Re: a strange line of code
- To: mathgroup at smc.vnet.net
- Subject: [mg52723] Re: a strange line of code
- From: D Herring <dherring at at.uiuc.dot.edu>
- Date: Sat, 11 Dec 2004 05:21:16 -0500 (EST)
- References: <cpb00k$j28$1@smc.vnet.net>
- Sender: owner-wri-mathgroup at wolfram.com
> in a notebook, I found and function to calculate the Feigenbaum
> bifurcation Diagram.
> I principial understand the Feigenbaum, and I think I'm also able to
> write such an funcion by myself, but not in this compact way.
>
> Can someone please explain me the meaning of the Symbols #, @ and &
>
> Here is the Code:
>
> Feigenbaum = Compile[{{
> ?, _Real}}, ({?, #} &) /@ Union[Drop[NestList[
> ? # (1 - #) &, 0.2, 300], 100]]];
In a nutshell,
# - argument for an unnamed function
& - completes the definition of an unnamed function; it takes the
previous token (raw term or bracketed expression) and treats it as a
function which takes an input.
/@ - Map command, infix notation
For a brief intro to the function notation, see section 2.2.4 in the
Mathematical Book, or look up & in the Master Index.

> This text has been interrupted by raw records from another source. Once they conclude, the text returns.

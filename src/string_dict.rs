//! String interning for identifiers and string literals.
//!
//! The lexer routes every identifier and string literal through a [`StringDict`] so
//! that identical names share one `Rc<str>`. The checker relies on this to use
//! atoms as cheap hash keys for scope and member lookups.

use std::rc::Rc;

use rustc_hash::FxHashMap;

/// An interned string.
pub type Atom = Rc<str>;

/// A dictionary for deduplicating [`Atom`]s.
///
/// Strings inserted into the dictionary are stored once and subsequent
/// requests for the same string return a clone of the shared instance.
pub struct StringDict {
    /// Using Box<str> as key to avoid double-indirection through Rc.
    strings: FxHashMap<Box<str>, Atom>,
}

impl StringDict {
    /// Create an empty dictionary.
    pub fn new() -> Self {
        Self {
            strings: FxHashMap::default(),
        }
    }

    /// Get an existing string or insert a new one.
    pub fn get_or_insert(&mut self, s: &str) -> Atom {
        if let Some(existing) = self.strings.get(s) {
            return Rc::clone(existing);
        }
        let atom: Atom = Rc::from(s);
        self.strings.insert(s.into(), Rc::clone(&atom));
        atom
    }

    /// Get an existing string without inserting.
    pub fn get(&self, s: &str) -> Option<Atom> {
        self.strings.get(s).map(Rc::clone)
    }

    /// Number of unique strings in the dictionary.
    pub fn len(&self) -> usize {
        self.strings.len()
    }

    /// Check if dictionary is empty.
    pub fn is_empty(&self) -> bool {
        self.strings.is_empty()
    }
}

impl Default for StringDict {
    fn default() -> Self {
        Self::new()
    }
}

#[cfg(test)]
mod tests {
    use super::*;

    #[test]
    fn test_string_dict_deduplication() {
        let mut dict = StringDict::new();
        let s1 = dict.get_or_insert("hello");
        let s2 = dict.get_or_insert("hello");

        assert_eq!(s1, s2);
        // Should point to the same allocation
        assert!(Rc::ptr_eq(&s1, &s2));
    }

    #[test]
    fn test_string_dict_different_strings() {
        let mut dict = StringDict::new();
        let s1 = dict.get_or_insert("hello");
        let s2 = dict.get_or_insert("world");

        assert_ne!(s1, s2);
        assert!(!Rc::ptr_eq(&s1, &s2));
    }

    #[test]
    fn test_get_does_not_insert() {
        let mut dict = StringDict::new();
        dict.get_or_insert("length");
        assert!(dict.get("length").is_some());
        assert!(dict.get("nonexistent").is_none());
        assert_eq!(dict.len(), 1);
    }

    #[test]
    fn test_string_dict_len() {
        let mut dict = StringDict::new();
        assert_eq!(dict.len(), 0);
        assert!(dict.is_empty());

        dict.get_or_insert("hello");
        assert_eq!(dict.len(), 1);
        assert!(!dict.is_empty());

        // Same string doesn't increase count
        dict.get_or_insert("hello");
        assert_eq!(dict.len(), 1);

        dict.get_or_insert("world");
        assert_eq!(dict.len(), 2);
    }
}
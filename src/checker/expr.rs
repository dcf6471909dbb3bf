//! Expression types and the value side of symbols.

use std::rc::Rc;

use tracing::trace;

use super::binder::{Decl, FunctionRef, PathStep, RootExpr, ScopeKind, SymbolId, ThisBinding};
use super::call::param_type_at;
use super::types::{Intrinsic, ObjectShape, PropertyInfo, Signature, TupleElement, TypeData};
use super::{NodeKey, ProgramContext, ScopeId, Slot, TypeId};
use crate::ast::*;

/// Iterable interfaces whose first type argument is what `for..of` yields.
const ITERATED_BY_FIRST_ARGUMENT: [&str; 7] = [
    "Iterable",
    "IterableIterator",
    "Iterator",
    "Generator",
    "ReadonlyArray",
    "Set",
    "ReadonlySet",
];
#[test]
fn test_call_type_arguments() {
    let prog = parse("const s = new Set<string>();\nconst r = identity<number>(1);\nconst cmp = a < b && c > d;");
    assert!(matches!(
        first_expression(&prog),
        Expression::New(n) if n.type_arguments.is_some()
    ));
    let Statement::VariableDeclaration(cmp) = &prog.body[2] else {
        panic!("expected declaration");
    };
    assert!(matches!(
        cmp.declarations[0].init.as_deref(),
        Some(Expression::Logical(_))
    ));
}

#[test]
fn test_non_null_assertion() {
    let prog = parse("value!.length;");
    assert!(matches!(first_expression(&prog), Expression::Member(_)));
}

#[test]
fn test_regexp_literal() {
    let prog = parse("const re = /ab+c/gi;");
    match first_expression(&prog) {
        Expression::Literal(Literal {
            value: LiteralValue::RegExp { pattern, flags },
            ..
        }) => {
            assert_eq!(pattern, "ab+c");
            assert_eq!(flags, "gi");
        }
        other => panic!("expected regexp, got {:?}", other),
    }
}

#[test]
fn test_bigint_literal() {
    let prog = parse("const n = 123n;");
    assert!(matches!(
        first_expression(&prog),
        Expression::Literal(Literal {
            value: LiteralValue::BigInt(_),
            ..
        })
    ));
}

#[test]
fn test_import_export() {
    let prog = parse(
        "import fs, { readFile as rf } from 'fs';\nimport * as path from 'path';\nimport type { T } from './t';\nexport { rf as read };\nexport default function main() {}\nexport * from './all';",
    );
    assert_eq!(prog.source_type, SourceType::Module);
    assert_eq!(prog.body.len(), 6);
}

#[test]
fn test_labeled_statement() {
    let prog = parse("outer: for (;;) { break outer; }");
    assert!(matches!(prog.body[0], Statement::Labeled(_)));
}

#[test]
fn test_contextual_keywords_as_identifiers() {
    let prog = parse("const type = 1;\nlet async = 2;\nasync(3);\nconst module = { declare: true };");
    assert_eq!(prog.body.len(), 4);
}

#[test]
fn test_decorators() {
    let prog = parse("@Component({ selector: 'x' })\nclass A { @Input() name: string; }");
    let Statement::ClassDeclaration(class) = &prog.body[0] else {
        panic!("expected class");
    };
    assert_eq!(class.decorators.len(), 1);
}
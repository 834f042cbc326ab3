use axum::{
    http::StatusCode,
    response::{IntoResponse, Response},
    routing::get,
    Json, Router,
};

use serde::Serialize;
use tracing::{debug, error};

pub fn health_routes() -> Router {
    Router::new()
        .route("/health", get(health_check))
        .route("/info", get(info_check))
        .route("/stop", get(stop_process))
}

pub async fn info_check() -> Response {
    let config = crate::utils::conf_helper::get_cached_config();

    debug!("{} requested", config.name);
    Json(config).into_response()
}

async fn health_check() -> Response {
    Json(HealthStatus {
        status: "ok".to_owned(),
    })
    .into_response()
}

async fn stop_process() -> impl IntoResponse {
    error!("Stop endpoint called, shutting down process");

    tokio::spawn(async {
        tokio::time::sleep(std::time::Duration::from_millis(100)).await;
        std::process::exit(0);
    });

    StatusCode::OK
}

#[derive(Serialize)]
pub struct HealthStatus {
    status: String,
}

Basically, "f[x_]:=x^2" can be written in a ``pure'' form as "(#^2)&".
"y=f[3]" is then equivalent to "y=(#^2)& /@ 3".
"y=Map[f,x]" is equivalent to "y=f /@ x". If x was a list, the result
will be of the form y={f[x[[1]]], f[x[[2]]], ...}.
Your example was carefully crafted line of code; it highlights the
expressive power of functional programming, but also shows the potential
for obfuscation.
Later,
Daniel